Afin de garantir le paiement des créanciers (Trésor public, Urssaf, banques, fournisseurs, etc.) ayant des droits sur le prix de vente du fonds, celui-ci est déposé entre les mains d’un séquestre choisi par les parties (en général, l’avocat ou le notaire conseil du vendeur). Sa mission durant la période d’au minimum trois mois et demi durant laquelle le prix est bloqué consiste à payer les créanciers opposants et à remettre le solde au vendeur. « Les créanciers sont informés de la cession par la publication qui en est faite dans un journal d’annonces légales du département où se trouve le fonds cédé et par une publication au Bulletin officiel des annonces civiles et commerciales (Bodacc). Les deux publications sont obligatoires », précise Guillaume Varga, avocat associé du cabinet Havre Tronchet.

Les créanciers du vendeur, avertis de la cession du fonds et de son prix par les mesures de publicité, peuvent former opposition au paiement du prix entre les mains du vendeur. Et ce quelle que soit la nature de la créance (civile ou commerciale). Elle peut être exigible postérieurement à la vente, du moment qu’elle existe dans le délai d’opposition. Les créances doivent être certaines. Par exemple, le bailleur peut faire opposition seulement pour les loyers échus et non pour ceux en cours ou à échoir.

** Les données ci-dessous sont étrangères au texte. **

impl Reconciler {
    pub fn new(local: LocalTree, remote: Arc<RemoteTree>, pipeline: Arc<EventPipeline>) -> Self {
        Self {
            local,
            remote,
            pipeline,
            applying_refresh: AtomicBool::new(false),
            debug_dump_dir: None,
        }
    }

    pub fn with_debug_dump_dir(mut self, dir: std::path::PathBuf) -> Self {
        self.debug_dump_dir = Some(dir);
        self
    }

    fn dump_keys(&self, name: &str, keys: &[String]) {
        let Some(dir) = &self.debug_dump_dir else { return };
        let path = dir.join(format!("icloudds_{name}.log"));
        let contents = keys.join("\n");
        let _ = std::fs::write(path, contents);
    }

    pub fn is_applying_refresh(&self) -> bool {
        self.applying_refresh.load(Ordering::Acquire)
    }

    /// Phases 1-4 of the initial sync: upload locals missing remotely,
    /// download/mkdir remotes missing locally, resolve paths present on
    /// both sides by comparing rounded mtimes, and drop local files whose
    /// remote counterpart lives in the trash.
    pub fn initial_sync(&self) -> Vec<Dispatch> {
        let mut dispatch = Vec::new();

        let local_keys: std::collections::BTreeSet<String> = self.local.map.keys().into_iter().collect();
        let remote_keys: std::collections::BTreeSet<String> = self.remote.root.keys().into_iter().collect();

        for path in local_keys.difference(&remote_keys) {
            if path == ROOT {
                continue;
            }
            match self.local.map.get(path) {
                Some(NodeRecord::LocalFolder { .. }) => {
                    dispatch.push(Dispatch::Writer(WriterJob::Mkdir { path: path.clone(), retries: DEFAULT_RETRIES }));
                }
                Some(NodeRecord::LocalFile { size, .. }) if size > 0 => {
                    dispatch.push(Dispatch::Writer(WriterJob::Upload { path: path.clone(), retries: DEFAULT_RETRIES }));
                }
                _ => {}
            }
        }

        for path in remote_keys.difference(&local_keys) {
            if path == ROOT {
                continue;
            }
            match self.remote.root.get(path) {
                Some(NodeRecord::RemoteFolder { .. }) => {
                    let absolute = self.local.root_path().join(path);
                    if !absolute.exists() {
                        let _ = std::fs::create_dir_all(&absolute);
                    }
                }
                Some(NodeRecord::RemoteFile { .. }) => {
                    self.pipeline.suppress(path.clone());
                    dispatch.push(Dispatch::Reader(ReaderJob::Download { path: path.clone(), retries: DEFAULT_RETRIES }));
                }
                _ => {}
            }
        }

        for path in local_keys.intersection(&remote_keys) {
            if path == ROOT {
                continue;
            }
            let (local_rec, remote_rec) = match (self.local.map.get(path), self.remote.root.get(path)) {
                (Some(l), Some(r)) => (l, r),
                _ => continue,
            };
            if local_rec.is_folder() && remote_rec.is_folder() {
                continue;
            }
            match (local_rec.mtime(), remote_rec.mtime()) {
                (Some(lm), Some(rm)) if lm > rm && local_rec.size() > 0 => {
                    dispatch.push(Dispatch::Writer(WriterJob::Upload { path: path.clone(), retries: DEFAULT_RETRIES }));
                }
                (Some(lm), Some(rm)) if lm < rm => {
                    self.pipeline.suppress(path.clone());
                    dispatch.push(Dispatch::Reader(ReaderJob::Download { path: path.clone(), retries: DEFAULT_RETRIES }));
                }
                _ => {}
            }
        }

        for (trash_path, trash_record) in self.remote.trash.items() {
            if trash_path == ROOT {
                continue;
            }
            if let Some(restore_path) = trash_record.restore_path() {
                self.delete_local_file(restore_path);
            }
        }

        dispatch
    }

    /// Removes `path` from the local filesystem and tree, suppressing the
    /// watcher echo first.
    fn delete_local_file(&self, path: &str) {
        self.pipeline.suppress(path.to_string());
        let Some(record) = self.local.map.get(path) else { return };
        let absolute = self.local.root_path().join(path);
        if record.is_folder() {
            let _ = std::fs::remove_dir_all(&absolute);
        } else if absolute.is_file() {
            let _ = std::fs::remove_file(&absolute);
        }
        self.local.map.pop(path);
    }

    /// Per-event handling per the dispatch table. Rename/move are executed
    /// inline (awaited here) to preserve burst ordering; everything else
    /// returns a job for the scheduler's pools, or nothing.
    pub async fn handle_event(&self, event: &Event) -> Option<Dispatch> {
        match event {
            Event::FileCreated(path) | Event::FileModified(path) => self.handle_file_modified(path),
            Event::FolderCreated(path) => self.handle_folder_created(path),
            Event::FolderModified(_) => None, // should have been filtered upstream
            Event::FileDeleted(path) => self.handle_deleted(path, false),
            Event::FolderDeleted(path) => self.handle_deleted(path, true),
            Event::FileMoved { src, dst } => Some(self.handle_moved(src, dst, false).await),
            Event::FolderMoved { src, dst } => Some(self.handle_moved(src, dst, true).await),
            Event::RemoteFolderModified(path) => {
                Some(Dispatch::Reader(ReaderJob::ProcessFolder { side: TreeSide::Root, path: path.clone(), recursive: false }))
            }
        }
    }

    /// Coalesces and folder-scope-conflates a batch drained from the
    /// pipeline, then dispatches each surviving event in order.
    pub async fn dispatch_events(&self, collected: Vec<QueuedEvent>) -> Vec<Dispatch> {
        if collected.is_empty() {
            return Vec::new();
        }
        let events = conflate_folder_scope(coalesce(collected));
        let mut dispatch = Vec::with_capacity(events.len());
        for qe in events {
            if let Some(d) = self.handle_event(&qe.event).await {
                dispatch.push(d);
            }
        }
        dispatch
    }

    fn parent_of(path: &str) -> String {
        match std::path::Path::new(path).parent() {
            Some(p) if !p.as_os_str().is_empty() => p.to_string_lossy().into_owned(),
            _ => ROOT.to_string(),
        }
    }

    fn handle_file_modified(&self, path: &str) -> Option<Dispatch> {
        let Some(local_record) = self.local.add(path) else { return None };
        let parent_path = Self::parent_of(path);
        if !self.remote.root.contains(&parent_path) {
            return Some(Dispatch::Writer(WriterJob::Mkdir { path: parent_path, retries: DEFAULT_RETRIES }));
        }
        if self.remote.root.contains(path) {
            return None;
        }
        if local_record.size() > 0 {
            return Some(Dispatch::Writer(WriterJob::Upload { path: path.to_string(), retries: DEFAULT_RETRIES }));
        }
        None
    }

    fn handle_folder_created(&self, path: &str) -> Option<Dispatch> {
        self.local.add(path);
        let parent_path = Self::parent_of(path);
        if !self.remote.root.contains(path) || !self.remote.root.contains(&parent_path) {
            return Some(Dispatch::Writer(WriterJob::Mkdir { path: path.to_string(), retries: DEFAULT_RETRIES }));
        }
        None
    }

    fn handle_deleted(&self, path: &str, is_folder: bool) -> Option<Dispatch> {
        let absolute = self.local.root_path().join(path);
        if absolute.exists() {
            // reappeared between the event firing and us processing it
            self.local.add(path);
            return None;
        }
        if is_folder {
            self.local.prune(path, true);
        } else {
            self.local.pop(path);
        }
        let parent_path = Self::parent_of(path);
        if self.remote.root.contains(path) && self.remote.root.contains(&parent_path) {
            return Some(Dispatch::Writer(WriterJob::Delete { path: path.to_string(), is_folder, retries: DEFAULT_RETRIES }));
        }
        None
    }

    async fn handle_moved(&self, src: &str, dst: &str, is_folder: bool) -> Dispatch {
        self.local.re_key(src, dst);
        if self.remote.root.contains(dst) && is_folder {
            return Dispatch::Done(ActionResult::nil());
        }
        let src_parent = Self::parent_of(src);
        let dst_parent = Self::parent_of(dst);
        if src_parent == dst_parent {
            let result = self.remote.rename(src.to_string(), dst.to_string(), DEFAULT_RETRIES).await;
            if result.success {
                self.pipeline.enqueue_internal(Event::RemoteFolderModified(src_parent));
            }
            Dispatch::Done(result)
        } else {
            let result = self.remote.move_node(src.to_string(), dst.to_string(), DEFAULT_RETRIES).await;
            if result.success {
                self.pipeline.enqueue_internal(Event::RemoteFolderModified(src_parent));
                self.pipeline.enqueue_internal(Event::RemoteFolderModified(dst_parent));
            }
            Dispatch::Done(result)
        }
    }

    /// Applies a freshly-built `RemoteTree` as the new live tree: renames
    /// first (folders before files, shallow paths before deep ones), then
    /// sync-as-if-local in both directions, then deletes paths dropped
    /// from the refresh. Caller guarantees no in-flight work and an empty
    /// event queue before invoking this.
    pub async fn apply_refresh(&mut self, refreshed: Arc<RemoteTree>) -> anyhow::Result<(u64, u64, u64, u64)> {
        self.applying_refresh.store(true, Ordering::Release);
        self.dump_keys("local_before", &self.local.map.keys());
        self.dump_keys("icloud_before", &self.remote.root.keys());
        self.dump_keys("refresh_before", &refreshed.root.keys());
        let result = self.apply_refresh_inner(refreshed).await;
        self.dump_keys("local_after", &self.local.map.keys());
        self.dump_keys("icloud_after", &self.remote.root.keys());
        self.dump_keys("refresh_after", &self.remote.root.keys());
        self.applying_refresh.store(false, Ordering::Release);
        result
    }

    async fn apply_refresh_inner(&mut self, refreshed: Arc<RemoteTree>) -> anyhow::Result<(u64, u64, u64, u64)> {
        let live_ids = self.remote.docwsids();
        let refreshed_ids = refreshed.docwsids();

        let mut renames: Vec<(String, String)> = Vec::new();
        for (stable_id, old_path) in &live_ids {
            if let Some(new_path) = refreshed_ids.get(stable_id) {
                if new_path != old_path {
                    renames.push((old_path.clone(), new_path.clone()));
                }
            }
        }
        renames.sort_by_key(|(_, new_path)| new_path.matches('/').count());

        for (old_path, new_path) in &renames {
            self.pipeline.suppress(new_path.clone());
            let local_path = self.local.root_path().join(new_path);
            if let Some(parent) = local_path.parent() {
                let _ = std::fs::create_dir_all(parent);
            }
            let old_absolute = self.local.root_path().join(old_path);
            if old_absolute.exists() {
                let _ = std::fs::rename(&old_absolute, &local_path);
            }
            self.local.re_key(old_path, new_path);
        }

        let mut uploaded = 0u64;
        let mut downloaded = 0u64;
        let mut folders_created = 0u64;

        let live_keys: std::collections::BTreeSet<String> = self.remote.root.keys().into_iter().collect();
        let refreshed_keys: std::collections::BTreeSet<String> = refreshed.root.keys().into_iter().collect();

        for path in refreshed_keys.difference(&live_keys) {
            if path == ROOT || self.local.map.contains(path) {
                continue;
            }
            match refreshed.root.get(path) {
                Some(NodeRecord::RemoteFolder { .. }) => {
                    let absolute = self.local.root_path().join(path);
                    let _ = std::fs::create_dir_all(&absolute);
                    self.local.add(path);
                    folders_created += 1;
                }
                Some(NodeRecord::RemoteFile { .. }) => {
                    self.pipeline.suppress(path.clone());
                    if self.remote.download(path.clone(), DEFAULT_RETRIES).await.success {
                        self.local.add(path);
                        downloaded += 1;
                    }
                }
                _ => {}
            }
        }

        for path in refreshed_keys.intersection(&live_keys) {
            if path == ROOT {
                continue;
            }
            let local_rec = match self.local.map.get(path) {
                Some(r) => r,
                None => continue,
            };
            let remote_rec = match refreshed.root.get(path) {
                Some(r) => r,
                None => continue,
            };
            if local_rec.is_folder() && remote_rec.is_folder() {
                continue;
            }
            match (local_rec.mtime(), remote_rec.mtime()) {
                (Some(lm), Some(rm)) if lm > rm && local_rec.size() > 0 => {
                    if self.remote.upload(path.clone(), DEFAULT_RETRIES).await.success {
                        uploaded += 1;
                    }
                }
                (Some(lm), Some(rm)) if lm < rm => {
                    self.pipeline.suppress(path.clone());
                    if self.remote.download(path.clone(), DEFAULT_RETRIES).await.success {
                        downloaded += 1;
                    }
                }
                _ => {}
            }
        }

        let deleted: Vec<String> = live_keys.difference(&refreshed_keys).cloned().collect();
        for path in &deleted {
            self.delete_local_file(path);
        }

        for (trash_path, trash_record) in refreshed.trash.items() {
            if trash_path == ROOT {
                continue;
            }
            if let Some(restore_path) = trash_record.restore_path() {
                self.delete_local_file(restore_path);
            }
        }

        self.remote = refreshed;
        Ok((uploaded, downloaded, deleted.len() as u64, folders_created))
    }

    /// Per §4.7: a successful Upload/Rename/Move gets its affected
    /// parent(s) requeued as a `RemoteFolderModified` rescan hint. Called
    /// by the scheduler once a writer-pool job completes; retry
    /// resubmission is handled directly off `result.retry`, since each
    /// `ActionResult` already carries a self-contained retry closure.
    pub fn on_writer_job_completed(&self, result: &ActionResult) {
        if !result.success {
            return;
        }
        if matches!(result.kind, ActionKind::Upload | ActionKind::Rename | ActionKind::Move) {
            self.pipeline.enqueue_internal(Event::RemoteFolderModified(Self::parent_of(&result.path)));
            if let Some(dest) = &result.dest_path {
                self.pipeline.enqueue_internal(Event::RemoteFolderModified(Self::parent_of(dest)));
            }
        }
    }
}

Sur la forme, l’opposition, pour être régulière, est réalisée par exploit d’huissier signifié au domicile élu par l’acquéreur dans ses publications ou par lettre recommandée avec accusé de réception. Elle doit énoncer le montant et les causes de la créance et contenir une élection de domicile dans le ressort du tribunal de la situation du fonds (lieu désigné afin de permettre l’exécution de toutes les formalités procédurales).

« L’opposition des créanciers doit impérativement avoir lieu dans un délai de 10 jours à compter de la dernière publication, avertit Guillaume Varga. Formée hors délai, elle est nulle, sauf si l’avis de publication ne mentionnait pas ce délai. La nullité de l’opposition ne signifie toutefois pas l’extinction de la créance. Dès lors qu’il y a une ou des oppositions de créanciers, le vendeur ne peut plus obtenir le versement du prix entre ses mains. »

Déblocage des sommes à régler

Lorsque le montant des oppositions est inférieur au prix de vente du fonds, « le séquestre peut remettre au vendeur une partie des fonds avant la fin des délais légaux d’indisponibilité tout en conservant une somme représentative de l’impôt, mais il le fait sous sa responsabilité », indique cet avocat. En effet, le vendeur doit continuer à assurer le paiement des échéances, d’où une situation financière inconfortable. Pour y parer, le séquestre propose un accord contractuel entre le vendeur et l’acquéreur prévoyant le déblocage de fonds pour le paiement des créanciers inscrits (le plus souvent la banque) et de ceux ayant fait opposition et la remise du solde au vendeur. Vendeur qui peut aussi, après l’expiration du délai des 10 jours, demander en référé au président du tribunal de commerce de pouvoir percevoir la différence. L’autorisation est délivrée à condition que la somme égale au montant des oppositions et des créances soit déposée entre les mains d’un tiers (ce qui est le cas avec le séquestre) et que l’acquéreur atteste, sous sa responsabilité, qu’il n’a pas reçu d’autres oppositions que celles déclarées dans l’assignation en référé.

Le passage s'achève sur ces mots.